Formation[modifier | modifier le code]

Issu d'une famille modeste, il entre à l'École des Arts Décoratifs à Paris en 1900, à l'âge de 18 ans. Malgré une constitution fragile, il a une capacité de travail impressionnante. Il décroche des premiers prix en architecture et géométrie et se présente aux concours du "Salon" où sont exposées des œuvres de la Société des Artistes Français. Aux "Arts Déco", il suit les enseignements de Charles Genuys (1852-1928)[1]. Ce grand architecte sait lui transmettre son art qui allie les bases classiques à l'utilisation des matériaux nouveaux comme le béton armé ou le fer. Le jeune Marcel s'imprègne totalement de ces concepts et les applique à ses premières commandes dès 1905, alors qu'il est encore étudiant.
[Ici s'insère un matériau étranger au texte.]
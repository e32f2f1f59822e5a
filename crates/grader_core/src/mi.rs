//! GDB machine-interface record decoding.
//!
//! Every line GDB prints in `--interpreter=mi3` mode becomes one [`ResponseRecord`].
//! Tuples decode to JSON objects and lists to arrays, so typed helpers can pull
//! fields out with `serde_json` accessors or deserialize them outright.

use serde::Serialize;
use serde_json::{Map, Value};

#[derive(Debug, Clone, Copy, PartialEq, Eq, Serialize)]
#[serde(rename_all = "lowercase")]
pub enum AsyncKind {
    /// `*` records: execution state changes such as `running` and `stopped`.
    Exec,
    /// `+` records: progress of long operations.
    Status,
    /// `=` records: breakpoint, thread and library notifications.
    Notify,
}

#[derive(Debug, Clone, Copy, PartialEq, Eq, Serialize)]
#[serde(rename_all = "lowercase")]
pub enum StreamKind {
    Console,
    Target,
    Log,
    /// A line that is not MI at all, usually inferior output on a shared terminal.
    Raw,
}

#[derive(Debug, Clone, PartialEq, Serialize)]
#[serde(tag = "type", rename_all = "lowercase")]
pub enum ResponseRecord {
    Result {
        token: Option<u64>,
        message: String,
        payload: Value,
    },
    Notification {
        token: Option<u64>,
        kind: AsyncKind,
        message: String,
        payload: Value,
    },
    Stream {
        kind: StreamKind,
        text: String,
    },
    Error {
        token: Option<u64>,
        message: String,
        payload: Value,
    },
}

impl ResponseRecord {
    pub fn token(&self) -> Option<u64> {
        match self {
            Self::Result { token, .. }
            | Self::Notification { token, .. }
            | Self::Error { token, .. } => *token,
            Self::Stream { .. } => None,
        }
    }

    pub fn message(&self) -> &str {
        match self {
            Self::Result { message, .. }
            | Self::Notification { message, .. }
            | Self::Error { message, .. } => message,
            Self::Stream { text, .. } => text,
        }
    }

    pub fn payload(&self) -> Option<&Value> {
        match self {
            Self::Result { payload, .. }
            | Self::Notification { payload, .. }
            | Self::Error { payload, .. } => Some(payload),
            Self::Stream { .. } => None,
        }
    }

    /// Records that answer a command: `^done`, `^running`, `^connected`, `^error`, ...
    pub fn is_reply(&self) -> bool {
        matches!(self, Self::Result { .. } | Self::Error { .. })
    }

    pub fn kind(&self) -> &'static str {
        match self {
            Self::Result { .. } => "result",
            Self::Notification { .. } => "notification",
            Self::Stream { .. } => "stream",
            Self::Error { .. } => "error",
        }
    }
}

/// Decoded `*stopped` notification.
#[derive(Debug, Clone, PartialEq, Eq)]
pub struct StopEvent {
    pub reason: String,
    pub address: Option<u64>,
    pub breakpoint: Option<u32>,
}

impl StopEvent {
    pub fn from_record(record: &ResponseRecord) -> Option<Self> {
        let ResponseRecord::Notification { message, payload, .. } = record else {
            return None;
        };
        if message != "stopped" {
            return None;
        }
        let reason = payload
            .get("reason")
            .and_then(Value::as_str)
            .unwrap_or("unknown")
            .to_string();
        let address = payload
            .get("frame")
            .and_then(|frame| frame.get("addr"))
            .and_then(Value::as_str)
            .and_then(parse_int);
        let breakpoint = payload
            .get("bkptno")
            .and_then(Value::as_str)
            .and_then(|n| n.parse().ok());
        Some(Self {
            reason,
            address,
            breakpoint,
        })
    }

    pub fn is_breakpoint_hit(&self) -> bool {
        self.reason == "breakpoint-hit"
    }
}

/// First stop notification among `records`, if any.
pub fn find_stop(records: &[ResponseRecord]) -> Option<StopEvent> {
    records.iter().find_map(StopEvent::from_record)
}

/// Whether `records` contain a result record with the given class, e.g. `connected`.
pub fn check_records(records: &[ResponseRecord], expected: &str) -> bool {
    records
        .iter()
        .any(|r| matches!(r, ResponseRecord::Result { message, .. } if message == expected))
}

/// Decodes one output line. The `(gdb)` prompt and blank lines yield `None`.
pub fn parse_record(line: &str) -> Option<ResponseRecord> {
    let line = line.trim_end_matches(['\r', '\n']);
    if line.is_empty() || line.trim_end() == "(gdb)" {
        return None;
    }

    let digits = line.bytes().take_while(u8::is_ascii_digit).count();
    let token = if digits > 0 { line[..digits].parse().ok() } else { None };
    let rest = &line[digits..];
    let raw = || ResponseRecord::Stream {
        kind: StreamKind::Raw,
        text: line.to_string(),
    };

    let Some(marker) = rest.chars().next() else {
        return Some(raw());
    };
    let body = &rest[marker.len_utf8()..];

    let record = match marker {
        '^' | '*' | '+' | '=' => {
            let Some((message, payload)) = parse_class_and_results(body) else {
                return Some(raw());
            };
            match marker {
                '^' if message == "error" => ResponseRecord::Error {
                    token,
                    message: payload
                        .get("msg")
                        .and_then(Value::as_str)
                        .unwrap_or("error")
                        .to_string(),
                    payload,
                },
                '^' => ResponseRecord::Result {
                    token,
                    message,
                    payload,
                },
                _ => ResponseRecord::Notification {
                    token,
                    kind: match marker {
                        '*' => AsyncKind::Exec,
                        '+' => AsyncKind::Status,
                        _ => AsyncKind::Notify,
                    },
                    message,
                    payload,
                },
            }
        }
        '~' | '@' | '&' if token.is_none() => {
            let mut cursor = Cursor::new(body);
            match cursor.c_string() {
                Some(text) if cursor.at_end() => ResponseRecord::Stream {
                    kind: match marker {
                        '~' => StreamKind::Console,
                        '@' => StreamKind::Target,
                        _ => StreamKind::Log,
                    },
                    text,
                },
                _ => raw(),
            }
        }
        _ => raw(),
    };
    Some(record)
}

fn parse_class_and_results(body: &str) -> Option<(String, Value)> {
    let (class, results) = match body.find(',') {
        Some(i) => (&body[..i], &body[i + 1..]),
        None => (body, ""),
    };
    if class.is_empty() {
        return None;
    }
    let mut payload = Map::new();
    if !results.is_empty() {
        let mut cursor = Cursor::new(results);
        loop {
            let (key, value) = cursor.result()?;
            payload.insert(key, value);
            if cursor.at_end() {
                break;
            }
            cursor.expect(b',')?;
        }
    }
    Some((class.to_string(), Value::Object(payload)))
}

struct Cursor<'a> {
    bytes: &'a [u8],
    pos: usize,
}

impl<'a> Cursor<'a> {
    fn new(text: &'a str) -> Self {
        Self {
            bytes: text.as_bytes(),
            pos: 0,
        }
    }

    fn at_end(&self) -> bool {
        self.pos >= self.bytes.len()
    }

    fn peek(&self) -> Option<u8> {
        self.bytes.get(self.pos).copied()
    }

    fn expect(&mut self, byte: u8) -> Option<()> {
        if self.peek() == Some(byte) {
            self.pos += 1;
            Some(())
        } else {
            None
        }
    }

    fn result(&mut self) -> Option<(String, Value)> {
        let start = self.pos;
        while let Some(b) = self.peek() {
            if b == b'=' {
                break;
            }
            self.pos += 1;
        }
        let key = std::str::from_utf8(&self.bytes[start..self.pos]).ok()?.to_string();
        self.expect(b'=')?;
        let value = self.result_value()?;
        Some((key, value))
    }

    /// A value that may be followed by more `,{..}` tuples, which is how GDB prints a
    /// breakpoint with several locations. The extra tuples go under `locations` of
    /// the first one.
    fn result_value(&mut self) -> Option<Value> {
        let mut value = self.value()?;
        let mut extra = Vec::new();
        while self.peek() == Some(b',') && self.bytes.get(self.pos + 1) == Some(&b'{') {
            self.pos += 1;
            extra.push(self.tuple()?);
        }
        if !extra.is_empty() {
            if let Value::Object(map) = &mut value {
                map.entry("locations").or_insert(Value::Array(extra));
            }
        }
        Some(value)
    }

    fn value(&mut self) -> Option<Value> {
        match self.peek()? {
            b'"' => self.c_string().map(Value::String),
            b'{' => self.tuple(),
            b'[' => self.list(),
            _ => None,
        }
    }

    fn tuple(&mut self) -> Option<Value> {
        self.expect(b'{')?;
        let mut map = Map::new();
        if self.expect(b'}').is_some() {
            return Some(Value::Object(map));
        }
        loop {
            let (key, value) = self.result()?;
            map.insert(key, value);
            if self.expect(b'}').is_some() {
                return Some(Value::Object(map));
            }
            self.expect(b',')?;
        }
    }

    /// Lists hold either bare values or `key=value` results; keys are dropped.
    fn list(&mut self) -> Option<Value> {
        self.expect(b'[')?;
        let mut items = Vec::new();
        if self.expect(b']').is_some() {
            return Some(Value::Array(items));
        }
        loop {
            let item = match self.peek()? {
                b'"' | b'{' | b'[' => self.value()?,
                _ => self.result()?.1,
            };
            items.push(item);
            if self.expect(b']').is_some() {
                return Some(Value::Array(items));
            }
            self.expect(b',')?;
        }
    }

    fn c_string(&mut self) -> Option<String> {
        self.expect(b'"')?;
        let mut out = Vec::new();
        loop {
            let b = self.peek()?;
            self.pos += 1;
            match b {
                b'"' => return Some(String::from_utf8_lossy(&out).into_owned()),
                b'\\' => {
                    let escaped = self.peek()?;
                    self.pos += 1;
                    match escaped {
                        b'n' => out.push(b'\n'),
                        b't' => out.push(b'\t'),
                        b'r' => out.push(b'\r'),
                        b'0'..=b'7' => {
                            let mut value = u32::from(escaped - b'0');
                            for _ in 0..2 {
                                match self.peek() {
                                    Some(d @ b'0'..=b'7') => {
                                        value = value * 8 + u32::from(d - b'0');
                                        self.pos += 1;
                                    }
                                    _ => break,
                                }
                            }
                            out.push((value & 0xff) as u8);
                        }
                        other => out.push(other),
                    }
                }
                other => out.push(other),
            }
        }
    }
}

/// Parses an MI integer: `0x` hex or signed decimal.
///
/// Negative values are returned as their unsigned 64-bit two's complement since
/// registers are machine words.
pub fn parse_int(text: &str) -> Option<u64> {
    let text = text.trim();
    if let Some(hex) = text.strip_prefix("0x").or_else(|| text.strip_prefix("0X")) {
        return u64::from_str_radix(hex, 16).ok();
    }
    let value: i128 = text.parse().ok()?;
    if value < i128::from(i64::MIN) || value > i128::from(u64::MAX) {
        return None;
    }
    Some(value as u64)
}

pub fn decode_hex(text: &str) -> Option<Vec<u8>> {
    if text.len() % 2 != 0 {
        return None;
    }
    (0..text.len())
        .step_by(2)
        .map(|i| u8::from_str_radix(text.get(i..i + 2)?, 16).ok())
        .collect()
}

/// Quotes `text` as an MI c-string argument.
pub fn mi_quote(text: &str) -> String {
    let mut quoted = String::with_capacity(text.len() + 2);
    quoted.push('"');
    for c in text.chars() {
        match c {
            '"' | '\\' => {
                quoted.push('\\');
                quoted.push(c);
            }
            '\n' => quoted.push_str("\\n"),
            _ => quoted.push(c),
        }
    }
    quoted.push('"');
    quoted
}
async fn reader_loop(
    stdout: ChildStdout,
    pending: PendingReplies,
    records: RecordQueue,
    last_seq: Arc<AtomicU64>,
    closed: Arc<AtomicBool>,
    transcript: Option<Arc<Transcript>>,
) {
    let mut reader = BufReader::new(stdout);
    let mut line = Vec::new();
    loop {
        line.clear();
        match reader.read_until(b'\n', &mut line).await {
            Ok(0) => break,
            Ok(_) => {}
            Err(e) => {
                if let Some(transcript) = &transcript {
                    let _ = transcript
                        .log(
                            "internal",
                            &json!({"type": "reader_error", "message": e.to_string()}),
                        )
                        .await;
                }
                break;
            }
        }

        let text = String::from_utf8_lossy(&line);
        let Some(record) = mi::parse_record(&text) else {
            continue;
        };
        debug!(?record, "gdb ->");
        if let Some(transcript) = &transcript {
            if let Ok(payload) = serde_json::to_value(&record) {
                let _ = transcript.log("inbound", &payload).await;
            }
        }

        let seq = last_seq.fetch_add(1, Ordering::SeqCst) + 1;
        let record = match (record.is_reply(), record.token()) {
            (true, Some(token)) => {
                let waiter = pending.lock().await.remove(&token);
                match waiter {
                    Some(tx) => match tx.send((seq, record)) {
                        Ok(()) => continue,
                        Err((_, record)) => record,
                    },
                    None => record,
                }
            }
            _ => record,
        };

        let mut queue = records.lock().await;
        queue.push_back((seq, record));
        while queue.len() > MAX_QUEUED_RECORDS {
            queue.pop_front();
        }
    }

    closed.store(true, Ordering::SeqCst);
    pending.lock().await.clear();
}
Carrière[modifier | modifier le code]

Au début de sa carrière, Marcel Oudin est encore influencé par le mouvement Art nouveau. Ce mouvement s'inspire de la nature pour produire des formes pittoresques. C'est dans cet esprit qu'il exécute un immeuble rue Chardon-Lagache avec son ami Eugène Chauliat (1883-1973) et une rénovation pour les Magasins Réunis République avec une troupe d'artistes de l'école de Nancy. En 1906, il se marie à Niort avec Bernadette Eva Cayer, fille de menuisier. Il entreprend alors des travaux dans la scierie familiale. Cette rencontre avec le monde industriel lui fournit une première expérience précieuse pour sa carrière. Sorti en 1908 de l'école, il réalise plutôt des immeubles d'habitation à Paris et dès 1907-1908 un groupe d'habitations à Boulogne-Billancourt.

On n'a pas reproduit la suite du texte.